Hsp104-Dependent Remodeling of Prion Complexes Mediates Protein-Only Inheritance (original) (raw)
Figure 5
Loss of Sup35-GFP[_PSI+_] Fluorescence in Wild-Type Cells Corresponds to Redistribution of Existing Fusion Protein to New Prion Complexes
(A) The metabolic stability of Sup35-GFP was analyzed in [_PSI+_] (SY81) or [_psi−_] (SY87) yeast lysates upon inhibition of new protein synthesis with cycloheximide. An anti-Sup35 immunoblot is shown along with an anti-Pgk1 immunoblot of the same membrane as a control for loading.
(B) Shown are representative images (n = 7) of a wild-type zygote (SY360 × SY581) constitutively expressing untagged SUP35 from its endogenous locus (left image) and of the same zygote following the formation of a second daughter and first granddaughter (right image).
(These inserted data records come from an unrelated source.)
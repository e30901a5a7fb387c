//! Read side of one level.
//!
//! The decoder never writes to the level and never blocks the writer, so
//! every check here has to tolerate bytes that are still being written. A
//! message that fails validation is simply "not there yet"; only when the
//! same position keeps failing for [`CORRUPTION_THRESHOLD`] attempts does
//! `next` report [`Corruption`].

use std::fmt;

use crate::error::Corruption;
use crate::layout::{RING_HEADER_SIZE, RING_TRAILER_SIZE};
use crate::region::RawRegion;
use crate::registry::MessageRegistry;
use crate::ring_buf::MSG_OVERHEAD;

/// Failed attempts at one position before it counts as corrupt.
pub const CORRUPTION_THRESHOLD: u32 = 1024;
/// Longest message plus the following timestamp.
const SNAPSHOT_LEN: usize = RING_TRAILER_SIZE + 8;

fn u64_at(bytes: &[u8], at: usize) -> u64 {
    let mut word = [0u8; 8];
    word.copy_from_slice(&bytes[at..at + 8]);
    u64::from_ne_bytes(word)
}

fn u32_at(bytes: &[u8], at: usize) -> u32 {
    let mut word = [0u8; 4];
    word.copy_from_slice(&bytes[at..at + 4]);
    u32::from_ne_bytes(word)
}

#[derive(Clone, Copy, Debug, PartialEq, Eq)]
pub enum ReadMode {
    /// Follow a live writer. An all-ones timestamp after a message near the
    /// end means "look at the start of the level".
    Tail,
    /// One-shot dump. An all-ones timestamp there means the level wrapped.
    Cat,
}

/// A validated message, copied out of the level.
#[derive(Clone)]
pub struct Pending {
    pub tsc: u64,
    pub id: u32,
    /// Payload length.
    pub len: usize,
    bytes: [u8; SNAPSHOT_LEN],
}

impl Pending {
    pub fn payload(&self) -> &[u8] {
        &self.bytes[12..12 + self.len]
    }

    /// Bytes the message occupies in the level.
    pub fn size(&self) -> usize {
        MSG_OVERHEAD + self.len
    }
}

impl fmt::Debug for Pending {
    fn fmt(&self, f: &mut fmt::Formatter<'_>) -> fmt::Result {
        f.debug_struct("Pending")
            .field("tsc", &self.tsc)
            .field("id", &self.id)
            .field("len", &self.len)
            .finish()
    }
}

#[derive(Debug)]
pub struct RingDecoder {
    region: RawRegion,
    level: usize,
    start: usize,
    end: usize,
    cur: usize,
    last_tsc: u64,
    corruption: u32,
    mode: ReadMode,
}

impl RingDecoder {
    /// Decoder positioned at the start of `region`, which spans a whole
    /// level including its wrap offset and trailer.
    pub fn new(region: RawRegion, level: usize, mode: ReadMode) -> Self {
        let end = region.len().saturating_sub(RING_TRAILER_SIZE).max(RING_HEADER_SIZE);
        Self {
            region,
            level,
            start: RING_HEADER_SIZE,
            end,
            cur: RING_HEADER_SIZE,
            last_tsc: 0,
            corruption: 0,
            mode,
        }
    }

    pub fn level(&self) -> usize {
        self.level
    }

    pub fn position(&self) -> usize {
        self.cur
    }

    pub fn last_tsc(&self) -> u64 {
        self.last_tsc
    }

    pub fn corruption(&self) -> u32 {
        self.corruption
    }

    /// Timestamp at the cursor without validating the message, used to pick
    /// the next level to look at. Zero means nothing to read.
    pub fn next_tsc(&self) -> u64 {
        let tsc = self.region.load_u64(self.cur);
        // Back at the start after a reset: wait for something newer.
        if self.cur == self.start && tsc < self.last_tsc {
            return 0;
        }
        tsc
    }

    fn is_valid_tsc(&self, tsc: u64, max_valid_tsc: u64) -> bool {
        tsc > 0 && tsc >= self.last_tsc && tsc < max_valid_tsc
    }

    fn fail(
        &self,
        msg_id: Option<u32>,
        reason: impl FnOnce() -> String,
    ) -> Result<Option<Pending>, Corruption> {
        if self.corruption >= CORRUPTION_THRESHOLD {
            Err(Corruption::new(msg_id, reason()))
        } else {
            Ok(None)
        }
    }

    /// Validates the message at the cursor. `max_valid_tsc` bounds
    /// timestamps from above (a message cannot come from the future).
    pub fn next<R: MessageRegistry + ?Sized>(
        &self,
        registry: &mut R,
        max_valid_tsc: u64,
    ) -> Result<Option<Pending>, Corruption> {
        let tsc = self.next_tsc();
        if tsc == 0 {
            return Ok(None);
        }
        if !self.is_valid_tsc(tsc, max_valid_tsc) {
            return self.fail(None, || format!("invalid tsc: {} (last: {})", tsc, self.last_tsc));
        }

        let mut bytes = [0u8; SNAPSHOT_LEN];
        let avail = self.region.read_into(self.cur, &mut bytes);
        if u64_at(&bytes, 0) != tsc {
            return self.fail(None, || format!("tsc changed while reading: {}", tsc));
        }
        let id = u32_at(&bytes, 8);

        let Some(formatter) = registry.resolve(id) else {
            return self.fail(Some(id), || format!("invalid message id: {}", id));
        };
        let len = match formatter.length(&bytes[12..avail]) {
            Some(len) if MSG_OVERHEAD + len + 8 <= avail => len,
            _ => return self.fail(Some(id), || "invalid parameter data".to_string()),
        };
        let expected = bytes[12 + len] as usize;
        if expected != 12 + len {
            return self.fail(Some(id), || {
                format!("invalid length: {} (expected: {})", expected, 12 + len)
            });
        }

        let next_at = MSG_OVERHEAD + len;
        let mut next_tsc = u64_at(&bytes, next_at);
        if next_tsc != 0 && self.cur + next_at >= self.end {
            if next_tsc != u64::MAX {
                return self.fail(Some(id), || {
                    format!("invalid next tsc: {} (tsc: {})", next_tsc, tsc)
                });
            }
            next_tsc = match self.mode {
                // Either the writer wrapped (then the start holds something
                // newer) or this message is still incomplete.
                ReadMode::Tail => self.region.load_u64(self.start),
                ReadMode::Cat => 0,
            };
        }
        if next_tsc != 0 && (next_tsc < tsc || next_tsc > max_valid_tsc) {
            return self.fail(Some(id), || format!("invalid next tsc: {} (tsc: {})", next_tsc, tsc));
        }

        Ok(Some(Pending { tsc, id, len, bytes }))
    }

    /// Moves past a message returned by [`RingDecoder::next`].
    pub fn consume(&mut self, pending: &Pending) {
        self.cur += pending.size();
        if self.cur >= self.end {
            self.cur = self.start;
        }
        self.last_tsc = pending.tsc;
        self.corruption = 0;
    }

    /// Records one more failed attempt at the current position.
    pub fn note_failure(&mut self) {
        self.corruption = self.corruption.saturating_add(1);
    }

    /// Steps over the message at the cursor without wrapping.
    pub fn skip<R: MessageRegistry + ?Sized>(&mut self, registry: &mut R) -> bool {
        match self.next(registry, u64::MAX) {
            Ok(Some(pending)) => {
                self.cur += pending.size();
                self.last_tsc = pending.tsc;
                true
            }
            _ => false,
        }
    }

    /// Positions the cursor after the newest message, for tailing from now on.
    pub fn fast_forward<R: MessageRegistry + ?Sized>(&mut self, registry: &mut R) {
        while self.skip(registry) {}
        if self.cur >= self.end {
            self.cur = self.start;
        }
    }

    /// Restarts at the beginning of the level after corruption, skipping
    /// anything not newer than the last message. Returns false if the cursor
    /// already is at the start.
    ///
    /// The failure count is cleared even when nothing moved, so a stuck
    /// position is reported again only after another full round of attempts
    /// instead of on every read.
    pub fn reset(&mut self) -> bool {
        self.corruption = 0;
        if self.cur == self.start {
            return false;
        }
        self.cur = self.start;
        self.last_tsc += 1;
        true
    }

    /// Positions the cursor at the oldest message still in the level.
    ///
    /// Walks forward from the start to the newest message, then walks back
    /// from the recorded wrap offset through the length bytes of the older
    /// messages to the first one the newest write did not clobber. Returns
    /// false on any corruption found along the way.
    pub fn rewind<R: MessageRegistry + ?Sized>(&mut self, registry: &mut R) -> bool {
        self.corruption = CORRUPTION_THRESHOLD;
        let wrap = self.region.load_u32(0) as usize;
        if wrap != 0 {
            while self.cur < self.end {
                match self.next(registry, u64::MAX) {
                    Ok(Some(pending)) => {
                        self.cur += pending.size();
                        self.last_tsc = pending.tsc;
                    }
                    Ok(None) => break,
                    Err(_) => return false,
                }
            }
            // The newest message's sentinel ends here.
            let split = self.cur + 8;
            let mut p = wrap;
            if p <= split {
                self.cur = self.start;
            } else {
                let mut moved = 0;
                while p >= split && p > self.start {
                    moved += 1;
                    self.cur = p;
                    p = p.saturating_sub(1 + self.region.load_u8(p - 1) as usize);
                }
                if p < split && moved == 1 {
                    self.cur = self.start;
                }
            }
            if self.cur >= self.end {
                self.cur = self.start;
            }
        }
        self.last_tsc = self.region.load_u64(self.cur);
        self.corruption = 0;
        true
    }
}
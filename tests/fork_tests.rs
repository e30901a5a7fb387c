//! Kept in its own binary: duplicating the process touches every live
//! handle, which would disturb tests running alongside.

use ringtrace::{
    qtrace, set_fork_policy, ForkPolicy, Identity, TraceConfig, TraceHandle, WriterMode,
};
use tempfile::tempdir;

fn in_child(check: impl FnOnce() -> bool) -> bool {
    match unsafe { libc::fork() } {
        -1 => panic!("fork failed"),
        0 => {
            let ok = std::panic::catch_unwind(std::panic::AssertUnwindSafe(check)).unwrap_or(false);
            unsafe { libc::_exit(if ok { 0 } else { 1 }) }
        }
        pid => {
            let mut status = 0;
            assert_eq!(unsafe { libc::waitpid(pid, &mut status, 0) }, pid);
            libc::WIFEXITED(status) && libc::WEXITSTATUS(status) == 0
        }
    }
}

#[test]
fn test_fork_policies() {
    let dir = tempdir().unwrap();
    let handle = TraceHandle::initialize(
        TraceConfig::new("forked.qt").dir(dir.path()).mode(WriterMode::PerIdentity),
    )
    .unwrap();
    let mut tf = handle.trace_file(&Identity::new("p-")).unwrap();

    set_fork_policy(ForkPolicy::Close);
    assert!(in_child(|| {
        handle.is_closed()
            && qtrace!(tf, 0, "from child").is_none()
            && TraceHandle::lookup("forked.qt").is_none()
    }));
    // the parent keeps tracing
    assert!(!handle.is_closed());
    assert!(qtrace!(tf, 0, "from parent").is_some());

    set_fork_policy(ForkPolicy::Delete);
    assert!(in_child(|| {
        handle.is_closed() && TraceHandle::lookup("forked.qt").is_none()
    }));
    assert!(TraceHandle::lookup("forked.qt").is_some());
}
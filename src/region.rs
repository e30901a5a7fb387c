//! Byte-addressable arenas.
//!
//! Every structure in a trace file is addressed by offset from the start of
//! a region, never by a stored pointer. The same layout code therefore runs
//! over a heap allocation in tests and over a shared mapping in production,
//! where a concurrent writer may change any byte at any time. All accesses
//! are unaligned-safe copies; nothing hands out references into the region.

use std::alloc::{self, Layout, LayoutError};
use std::ptr;

/// A raw view over `len` bytes.
///
/// `RawRegion` is `Copy` and carries no lifetime: whoever creates one
/// (a [`HeapArena`], a mapped trace file) must keep the memory alive for as
/// long as views exist. Out-of-range accesses never fault: loads read zero
/// bytes and stores are dropped.
#[derive(Clone, Copy, Debug)]
pub struct RawRegion {
    ptr: *mut u8,
    len: usize,
}

unsafe impl Send for RawRegion {}
unsafe impl Sync for RawRegion {}

impl RawRegion {
    /// # Safety
    ///
    /// `ptr` must be valid for reads and writes of `len` bytes for as long
    /// as this view (or any copy of it) is used.
    pub unsafe fn from_raw_parts(ptr: *mut u8, len: usize) -> Self {
        Self { ptr, len }
    }

    pub fn len(&self) -> usize {
        self.len
    }

    pub fn is_empty(&self) -> bool {
        self.len == 0
    }

    /// A view of `len` bytes starting at `offset`, clamped to this region.
    pub fn sub(&self, offset: usize, len: usize) -> RawRegion {
        let offset = offset.min(self.len);
        let len = len.min(self.len - offset);
        RawRegion {
            ptr: unsafe { self.ptr.add(offset) },
            len,
        }
    }

    #[inline(always)]
    fn in_bounds(&self, offset: usize, n: usize) -> bool {
        offset <= self.len && n <= self.len - offset
    }

    /// Copies up to `out.len()` bytes starting at `offset` and returns how
    /// many were available. Missing bytes in `out` are left untouched.
    pub fn read_into(&self, offset: usize, out: &mut [u8]) -> usize {
        if offset >= self.len {
            return 0;
        }
        let n = out.len().min(self.len - offset);
        unsafe { ptr::copy_nonoverlapping(self.ptr.add(offset), out.as_mut_ptr(), n) };
        n
    }

    #[inline(always)]
    pub fn write(&self, offset: usize, bytes: &[u8]) {
        if self.in_bounds(offset, bytes.len()) {
            unsafe { ptr::copy_nonoverlapping(bytes.as_ptr(), self.ptr.add(offset), bytes.len()) };
        }
    }

    pub fn fill(&self, offset: usize, n: usize, value: u8) {
        if self.in_bounds(offset, n) {
            unsafe { ptr::write_bytes(self.ptr.add(offset), value, n) };
        }
    }

    #[inline(always)]
    pub fn load_u8(&self, offset: usize) -> u8 {
        if offset < self.len {
            unsafe { ptr::read_volatile(self.ptr.add(offset)) }
        } else {
            0
        }
    }

    #[inline(always)]
    pub fn load_u32(&self, offset: usize) -> u32 {
        if self.in_bounds(offset, 4) {
            unsafe { ptr::read_unaligned(self.ptr.add(offset) as *const u32) }
        } else {
            0
        }
    }

    #[inline(always)]
    pub fn load_u64(&self, offset: usize) -> u64 {
        if self.in_bounds(offset, 8) {
            u64::from_ne_bytes(unsafe { ptr::read_volatile(self.ptr.add(offset) as *const [u8; 8]) })
        } else {
            0
        }
    }

    #[inline(always)]
    pub fn load_f64(&self, offset: usize) -> f64 {
        f64::from_bits(self.load_u64(offset))
    }

    #[inline(always)]
    pub fn store_u8(&self, offset: usize, value: u8) {
        if offset < self.len {
            unsafe { ptr::write_volatile(self.ptr.add(offset), value) };
        }
    }

    #[inline(always)]
    pub fn store_u32(&self, offset: usize, value: u32) {
        if self.in_bounds(offset, 4) {
            unsafe { ptr::write_unaligned(self.ptr.add(offset) as *mut u32, value) };
        }
    }

    #[inline(always)]
    pub fn store_u64(&self, offset: usize, value: u64) {
        if self.in_bounds(offset, 8) {
            unsafe { ptr::write_volatile(self.ptr.add(offset) as *mut [u8; 8], value.to_ne_bytes()) };
        }
    }

    #[inline(always)]
    pub fn store_f64(&self, offset: usize, value: f64) {
        self.store_u64(offset, value.to_bits());
    }

    /// Raw address of `offset`, used for prefetch hints and for atomics on
    /// naturally aligned fields.
    pub(crate) fn addr(&self, offset: usize) -> *mut u8 {
        unsafe { self.ptr.add(offset.min(self.len)) }
    }
}

/// An owned, zeroed, 8-byte aligned heap region.
pub struct HeapArena {
    ptr: *mut u8,
    layout: Layout,
}

unsafe impl Send for HeapArena {}

impl HeapArena {
    pub fn new(size: usize) -> Result<Self, LayoutError> {
        let layout = Layout::from_size_align(size.max(8), 8)?;
        let ptr = unsafe { alloc::alloc_zeroed(layout) };
        if ptr.is_null() {
            alloc::handle_alloc_error(layout);
        }
        Ok(Self { ptr, layout })
    }

    pub fn region(&self) -> RawRegion {
        unsafe { RawRegion::from_raw_parts(self.ptr, self.layout.size()) }
    }

    pub fn as_slice(&self) -> &[u8] {
        unsafe { std::slice::from_raw_parts(self.ptr, self.layout.size()) }
    }
}

impl Drop for HeapArena {
    fn drop(&mut self) {
        unsafe { alloc::dealloc(self.ptr, self.layout) };
    }
}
The Sup35-GFP in these cells is that existing at the time of mating as described in Figure 2A.
(C) FRAP recovery curves for a wild-type zygote (SY360 × SY581; black circles) and its daughter (white circles), as described in (B), are shown. The respective recovery times are 0.92 s (R2 = 0.85) and 0.95 s (R2 = 0.84).